Poplar, London
Coordinates: 51°30′24″N 0°01′04″W / 51.5066°N 0.0178°W
Poplar is a historical, mainly residential area of East London, England, in the London Borough of Tower Hamlets. It is about 5.5 miles (8.9 km) east of Charing Cross. Historically a hamlet in the parish of Stepney, Middlesex, in 1817 Poplar became a civil parish.
In 1855 the Poplar District of the Metropolis was formed, which also included Bromley and Bow. The district became the Metropolitan Borough of Poplar in 1900 which was abolished in 1965. The district centre is Chrisp Street Market. Poplar contains notable examples of public housing including the Lansbury Estate and Balfron Tower.
Area's profile
Architecturally it is a mixture of 18th and 19th-century terraced houses and 20th-century council estates.
History
St Matthias Old Church is located on Poplar High Street, opposite Tower Hamlets College. It is next to Poplar Town Hall – which has mosaic detail – and Poplar Bowls Club, which is part of Poplar Recreation Ground. A recently reopened sports centre called The Workhouse stands on the site of Poplar Workhouse, where local politician Will Crooks spent some of his earliest years (a nearby council housing estate is named after him).
The Metropolitan Borough of Poplar was the location, in 1921, of the Poplar Rates Rebellion, led by the Mayor, George Lansbury, who was later elected as leader of the Labour Party. As part of the 1951 Festival of Britain, a new council housing estate was built to the north of the East India Dock Road and named the Lansbury Estate after him. This estate includes Chrisp Street Market, which was greatly commended by Lewis Mumford. The same era also saw the construction of the Robin Hood Gardens housing complex (overlooking the northern portal of the Blackwall Tunnel) – designed by architects Peter and Alison Smithson – and the similarly brutalist Balfron Tower, Carradale House and Glenkerry House (to the north) – designed by Ernő Goldfinger. Other notable buildings in Poplar include Poplar Baths, finally closed in 1988, which local campaigners hope to get redeveloped.
During the development of the Isle of Dogs the street signs pointed to the new development (by the LDDC), and Poplar was lost for a decade or more.
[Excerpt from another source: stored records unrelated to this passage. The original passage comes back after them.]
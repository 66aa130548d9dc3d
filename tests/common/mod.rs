//! Shared test harness for integration tests.
//!
//! Provides [`TestHarness`], which holds an in-memory DB, a test
//! configuration and stub implementations of every capability. Workers are
//! built through the same wiring the binary uses.

#![allow(dead_code)]

use std::collections::{HashMap, VecDeque};
use std::path::{Path, PathBuf};
use std::sync::atomic::{AtomicUsize, Ordering};
use std::sync::{Arc, Mutex};

use async_trait::async_trait;
use chrono::{DateTime, TimeZone, Utc};
use tokio_util::sync::CancellationToken;

use tubedigest::config::Config;
use tubedigest::pipeline::{build_worker, Capabilities};
use tubedigest::providers::{
    ChannelDetails, ChannelMatch, MetadataProvider, SearchHit, SocialPoster, Summarizer,
    Translator, VideoDetails,
};
use tubedigest::workers::{CycleReport, Worker, WorkerKind};
use tubedigest_captions::{CaptionOutcome, CaptionSource};
use tubedigest_common::{Error, Result};
use tubedigest_db::models::{Channel, ContentItem, NewChannel};
use tubedigest_db::pool::{get_conn, init_memory_pool, DbPool};
use tubedigest_db::queries::{channels, contents};

pub const SRT: &str = "1\n00:00:01,000 --> 00:00:02,000\nHello\nHello\n\n2\n00:00:02,000 --> 00:00:04,000\nWelcome to the show\n";

pub fn at(day: u32, hour: u32) -> DateTime<Utc> {
    Utc.with_ymd_and_hms(2024, 5, day, hour, 0, 0).unwrap()
}

pub fn hit(video_id: &str, title: &str, published_at: DateTime<Utc>) -> SearchHit {
    SearchHit {
        video_id: video_id.into(),
        title: title.into(),
        description: String::new(),
        published_at,
    }
}

// ---------------------------------------------------------------------------
// Stub capabilities
// ---------------------------------------------------------------------------

/// Video platform with a fixed catalogue per channel.
#[derive(Default)]
pub struct StubMetadata {
    pub uploads: Mutex<HashMap<String, Vec<SearchHit>>>,
    pub durations: Mutex<HashMap<String, String>>,
    /// `published_after` of every search, in call order.
    pub searches: Mutex<Vec<(String, Option<DateTime<Utc>>)>>,
    pub fail_search: Mutex<Option<String>>,
}

impl StubMetadata {
    pub fn add_upload(&self, channel_id: &str, hit: SearchHit, duration: &str) {
        self.durations
            .lock()
            .unwrap()
            .insert(hit.video_id.clone(), duration.to_string());
        self.uploads
            .lock()
            .unwrap()
            .entry(channel_id.to_string())
            .or_default()
            .push(hit);
    }
}

#[async_trait]
impl MetadataProvider for StubMetadata {
    fn name(&self) -> &'static str {
        "stub-metadata"
    }

    async fn search(
        &self,
        channel_id: &str,
        published_after: Option<DateTime<Utc>>,
    ) -> Result<Vec<SearchHit>> {
        self.searches
            .lock()
            .unwrap()
            .push((channel_id.to_string(), published_after));

        if self.fail_search.lock().unwrap().as_deref() == Some(channel_id) {
            return Err(Error::external("stub-metadata", "HTTP 503: unavailable"));
        }

        let uploads = self.uploads.lock().unwrap();
        Ok(uploads
            .get(channel_id)
            .map(|hits| {
                hits.iter()
                    .filter(|h| published_after.map_or(true, |after| h.published_at >= after))
                    .cloned()
                    .collect()
            })
            .unwrap_or_default())
    }

    async fn video_details(&self, video_ids: &[String]) -> Result<Vec<VideoDetails>> {
        let durations = self.durations.lock().unwrap();
        Ok(video_ids
            .iter()
            .filter_map(|id| {
                durations.get(id).map(|d| VideoDetails {
                    id: id.clone(),
                    duration: d.clone(),
                    title: None,
                    published_at: None,
                })
            })
            .collect())
    }

    async fn channel_details(&self, _channel_id: &str) -> Result<Option<ChannelDetails>> {
        Ok(None)
    }

    async fn search_channels(&self, _query: &str) -> Result<Vec<ChannelMatch>> {
        Ok(Vec::new())
    }
}

/// What the stub caption tool does for one video.
#[derive(Debug, Clone)]
pub enum CaptionBehavior {
    Write(String),
    /// Writes the captions beside the workspace, then deletes the workspace.
    WriteAndRemoveWorkdir(String),
    NoCaptions,
    Fail,
}

/// Caption tool that writes canned captions into the workspace it is given.
#[derive(Default)]
pub struct StubCaptions {
    pub behavior: Mutex<HashMap<String, CaptionBehavior>>,
    /// Every working directory the tool was handed.
    pub workdirs: Mutex<Vec<PathBuf>>,
}

impl StubCaptions {
    pub fn set(&self, video_id: &str, behavior: CaptionBehavior) {
        self.behavior
            .lock()
            .unwrap()
            .insert(video_id.to_string(), behavior);
    }
}

#[async_trait]
impl CaptionSource for StubCaptions {
    fn name(&self) -> &str {
        "stub-captions"
    }

    async fn fetch(&self, video_id: &str, workdir: &Path) -> Result<CaptionOutcome> {
        assert!(workdir.is_dir(), "workspace must exist during the call");
        self.workdirs.lock().unwrap().push(workdir.to_path_buf());
        std::fs::write(workdir.join("partial.part"), b"in progress")?;

        let behavior = self
            .behavior
            .lock()
            .unwrap()
            .get(video_id)
            .cloned()
            .unwrap_or(CaptionBehavior::Write(SRT.to_string()));

        match behavior {
            CaptionBehavior::Write(text) => {
                let path = workdir.join("subtitle.en.srt");
                std::fs::write(&path, text)?;
                Ok(CaptionOutcome::Captions(path))
            }
            CaptionBehavior::WriteAndRemoveWorkdir(text) => {
                let parent = workdir.parent().expect("workspace has a parent");
                let path = parent.join(format!("{video_id}.en.srt"));
                std::fs::write(&path, text)?;
                std::fs::remove_dir_all(workdir)?;
                Ok(CaptionOutcome::Captions(path))
            }
            CaptionBehavior::NoCaptions => Ok(CaptionOutcome::NoCaptions),
            CaptionBehavior::Fail => Err(Error::tool("stub-captions", "ERROR: Private video")),
        }
    }
}

/// Summarizer returning queued answers first, then a fixed one.
pub struct StubSummarizer {
    pub response: Mutex<String>,
    /// Answers handed out one per call before falling back to `response`.
    pub queued: Mutex<VecDeque<String>>,
    pub calls: AtomicUsize,
}

impl Default for StubSummarizer {
    fn default() -> Self {
        Self {
            response: Mutex::new(
                "Alice Smith, Bob Jones\nThe participants discuss the week's news.".to_string(),
            ),
            queued: Mutex::new(VecDeque::new()),
            calls: AtomicUsize::new(0),
        }
    }
}

#[async_trait]
impl Summarizer for StubSummarizer {
    fn name(&self) -> &'static str {
        "stub-summarizer"
    }

    async fn complete(&self, _system: &str, _user: &str) -> Result<String> {
        self.calls.fetch_add(1, Ordering::SeqCst);
        if let Some(answer) = self.queued.lock().unwrap().pop_front() {
            return Ok(answer);
        }
        Ok(self.response.lock().unwrap().clone())
    }
}

/// How the stub translator answers a batch.
#[derive(Debug, Clone, Copy, Default, PartialEq, Eq)]
pub enum TranslatorBehavior {
    #[default]
    Tag,
    Fail,
    /// Answers with one text fewer than requested.
    DropLast,
}

/// Translator that tags each text with the target language.
#[derive(Default)]
pub struct StubTranslator {
    pub behavior: Mutex<TranslatorBehavior>,
    pub calls: AtomicUsize,
}

#[async_trait]
impl Translator for StubTranslator {
    fn name(&self) -> &'static str {
        "stub-translator"
    }

    async fn translate(&self, _source: &str, target: &str, texts: &[String]) -> Result<Vec<String>> {
        self.calls.fetch_add(1, Ordering::SeqCst);
        let mut tagged: Vec<String> = texts.iter().map(|t| format!("[{target}] {t}")).collect();
        match *self.behavior.lock().unwrap() {
            TranslatorBehavior::Tag => {}
            TranslatorBehavior::Fail => {
                return Err(Error::external("stub-translator", "HTTP 503: service unavailable"))
            }
            TranslatorBehavior::DropLast => {
                tagged.pop();
            }
        }
        Ok(tagged)
    }
}

/// Poster that records posts and can fail on a given call.
#[derive(Default)]
pub struct StubPoster {
    /// `(page_id, link, message)` of every successful post.
    pub posts: Mutex<Vec<(String, Option<String>, Option<String>)>>,
    /// Zero-based index of the call that fails, counted across the test.
    pub fail_on_call: Mutex<Option<usize>>,
    pub calls: AtomicUsize,
}

#[async_trait]
impl SocialPoster for StubPoster {
    fn name(&self) -> &'static str {
        "stub-poster"
    }

    async fn post(
        &self,
        page_id: &str,
        link: Option<&str>,
        message: Option<&str>,
    ) -> Result<String> {
        let call = self.calls.fetch_add(1, Ordering::SeqCst);
        if *self.fail_on_call.lock().unwrap() == Some(call) {
            return Err(Error::external("stub-poster", "HTTP 500: try again later"));
        }

        let mut posts = self.posts.lock().unwrap();
        posts.push((
            page_id.to_string(),
            link.map(String::from),
            message.map(String::from),
        ));
        Ok(format!("{page_id}_{}", posts.len()))
    }
}

// ---------------------------------------------------------------------------
// Harness
// ---------------------------------------------------------------------------

pub struct TestHarness {
    pub db: DbPool,
    pub config: Config,
    pub metadata: Arc<StubMetadata>,
    pub captions: Arc<StubCaptions>,
    pub summarizer: Arc<StubSummarizer>,
    pub translator: Arc<StubTranslator>,
    pub poster: Arc<StubPoster>,
    /// Parent of every scratch workspace created by transcription.
    pub scratch: tempfile::TempDir,
}

impl TestHarness {
    pub fn new() -> Self {
        let scratch = tempfile::tempdir().unwrap();

        let mut config = Config::default();
        config.publisher.page_id = Some("page-1".into());
        config.publisher.disclaimer = "Generated automatically.".into();
        config.captions.pause_min_secs = 0;
        config.captions.pause_max_secs = 0;
        config.captions.scratch_dir = Some(scratch.path().to_path_buf());

        Self {
            db: init_memory_pool().unwrap(),
            config,
            metadata: Arc::new(StubMetadata::default()),
            captions: Arc::new(StubCaptions::default()),
            summarizer: Arc::new(StubSummarizer::default()),
            translator: Arc::new(StubTranslator::default()),
            poster: Arc::new(StubPoster::default()),
            scratch,
        }
    }

    pub fn capabilities(&self) -> Capabilities {
        Capabilities {
            metadata: self.metadata.clone(),
            captions: self.captions.clone(),
            summarizer: self.summarizer.clone(),
            translator: self.translator.clone(),
            poster: self.poster.clone(),
        }
    }

    pub fn worker(&self, kind: WorkerKind) -> Arc<dyn Worker> {
        build_worker(kind, &self.config, &self.db, &self.capabilities()).unwrap()
    }

    pub async fn run(&self, kind: WorkerKind) -> Result<CycleReport> {
        self.worker(kind).run_cycle(&CancellationToken::new()).await
    }

    /// Run every worker once, in pipeline order.
    pub async fn run_all(&self) {
        for kind in WorkerKind::ALL {
            self.run(kind).await.unwrap();
        }
    }

    pub fn add_channel(&self, id: &str, keywords: Option<&str>) -> Channel {
        let conn = get_conn(&self.db).unwrap();
        channels::create_channel(
            &conn,
            &NewChannel {
                id: id.into(),
                name: format!("Channel {id}"),
                url: format!("https://www.youtube.com/channel/{id}"),
                description: None,
                activity_level: 1,
                title_keywords: keywords.map(String::from),
            },
        )
        .unwrap()
    }

    pub fn channel(&self, id: &str) -> Channel {
        let conn = get_conn(&self.db).unwrap();
        channels::get_channel(&conn, id).unwrap().unwrap()
    }

    pub fn content(&self, video_id: &str) -> Option<ContentItem> {
        let conn = get_conn(&self.db).unwrap();
        contents::get_content_by_video_id(&conn, video_id).unwrap()
    }

    pub fn all_contents(&self) -> Vec<ContentItem> {
        let conn = get_conn(&self.db).unwrap();
        contents::list_contents(&conn, None, 0, 1000).unwrap()
    }

    /// Entries left in the scratch parent directory.
    pub fn scratch_entries(&self) -> usize {
        std::fs::read_dir(self.scratch.path()).unwrap().count()
    }
}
In 1998, following ballots of the residents, Tower Hamlets Council transferred parts of the Lansbury estate and six other Council housing estates within Poplar to Poplar HARCA, a new housing association set up for the purpose of regenerating the area. The following year, tenants on further estates voted to remain with the Council. However, after a lengthy consultation of all Council estates in Tower Hamlets begun in 2002, most estates in Poplar did transfer to Poplar HARCA, East End Homes and other landlords between 2005 and 2007.
Wartime bombings
Although many people associate wartime bombing with The Blitz during World War II, the first airborne terror campaign in Britain took place during the First World War. Air raids in World War One caused significant damage and took many lives. German raids on Britain, for example, caused 1,413 deaths and 3,409 injuries. Air raids provided an unprecedented means of striking at resources vital to an enemy's war effort. Many of the novel features of the war in the air between 1914 and 1918—the lighting restrictions and blackouts, the air raid warnings and the improvised shelters—became central aspects of the Second World War less than 30 years later.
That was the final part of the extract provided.